I would like to know the peak FLOPs per cycle for the ARM1176JZF-S core in the the Raspberry Pi 1 and Cortex-A7 cores in the Raspberry Pi 2.

From the ARM1176JZF-S Technical Reference Manual it seems that VFPv2 can do one SP MAC every clock cycle and one DP MAC every other clock cycle. In addition there are three pipelines which can operate in parallel: a MAC pipeline (FMAC), a division and sqrt pipeline (DS), and a load/store pipeline (LS). Based on this then it appears the ARM1176JZF-S of the Raspberry PI 1 can do at least (from the FMAC pipeline)

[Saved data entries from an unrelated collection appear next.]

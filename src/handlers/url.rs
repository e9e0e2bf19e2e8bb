//! URL handlers (`url` feature).

use ::url::Url;

use crate::error::ValueError;
use crate::registry::{self, Registry};
use crate::validate::{validate_single_value, validate_value_limit};

/// Register the URL handlers in the process-wide registry.
pub fn register() {
    tracing::debug!("registering url handlers");
    registry::update(register_in);
}

/// Register the URL handlers in `registry`.
pub fn register_in(registry: &mut Registry) {
    registry.register::<Url, _>(&[validate_single_value()], |v| parse_url(&v[0]));
    registry.register::<Vec<Url>, _>(&[validate_value_limit(1, 0)], |v| {
        v.iter().map(|s| parse_url(s)).collect()
    });
}

fn parse_url(value: &str) -> Result<Url, ValueError> {
    Url::parse(value).map_err(ValueError::custom)
}

#[cfg(test)]
mod tests {
    use super::*;
    use crate::dispatch::Handlers;
    use crate::parse::parse_str;
    use crate::fixtures::test::registry_lock;

    #[derive(Debug)]
    struct Remote {
        base_url: Url,
        mirrors: Vec<Url>,
    }

    crate::target!(Remote { base_url, mirrors: list });

    fn remote() -> Remote {
        Remote {
            base_url: Url::parse("http://localhost/").unwrap(),
            mirrors: Vec::new(),
        }
    }

    #[test]
    fn parses_urls() {
        let mut r = Registry::empty();
        register_in(&mut r);
        let handler = r.get("Url").unwrap();
        let url = handler(&["https://example.com/a?b=c".to_string()]).unwrap();
        let url = url.downcast_ref::<Url>().unwrap();
        assert_eq!(url.host_str(), Some("example.com"));
        assert_eq!(url.query(), Some("b=c"));

        assert!(handler(&["not a url".to_string()]).is_err());
    }

    #[test]
    fn global_registration_feeds_parse() {
        let _guard = registry_lock();
        register();
        let mut remote = remote();
        let result = parse_str(
            &mut remote,
            "base-url https://example.com/\nmirror https://a.example.com/ https://b.example.com/\n",
            "remote.conf",
            Handlers::new(),
        );
        crate::registry::reset();

        result.unwrap();
        assert_eq!(remote.base_url.as_str(), "https://example.com/");
        assert_eq!(remote.mirrors.len(), 2);
    }

    #[test]
    fn relative_url_is_rejected() {
        let mut r = Registry::empty();
        register_in(&mut r);
        let handler = r.get("Url").unwrap();
        let err = handler(&["/just/a/path".to_string()]).unwrap_err();
        assert_eq!(err.to_string(), "relative URL without a base");
    }
}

1 DP FLOP/cycle: one MAC/2 cycles
2 SP FLOPs/cycle: one MAC/cycle

Wikipedia claims the FLOPS of the raspberry PI 1 is 0.041 DP GFLOPS. Dividing by 0.700 GHz gives less than 0.06 DP FLOPs/cycle. That's about 17 times less than my estimate of 1 DP FLOP/cycle I get.

So what's the correct answer?

For the Cortex-A7 processor in the Raspberry Pi 2 I believe it's the same as the Cortex-A9. The FLOPs/cycle/core for the Cortex-A9 is:

1.5 DP FLOPs/cycle: scalar addition + scalar multiplication every other cycle
4 SP FLOPs/cycle: 4-wide NEON addition every other cycle + 4-wide NEON multiplication every other cycle.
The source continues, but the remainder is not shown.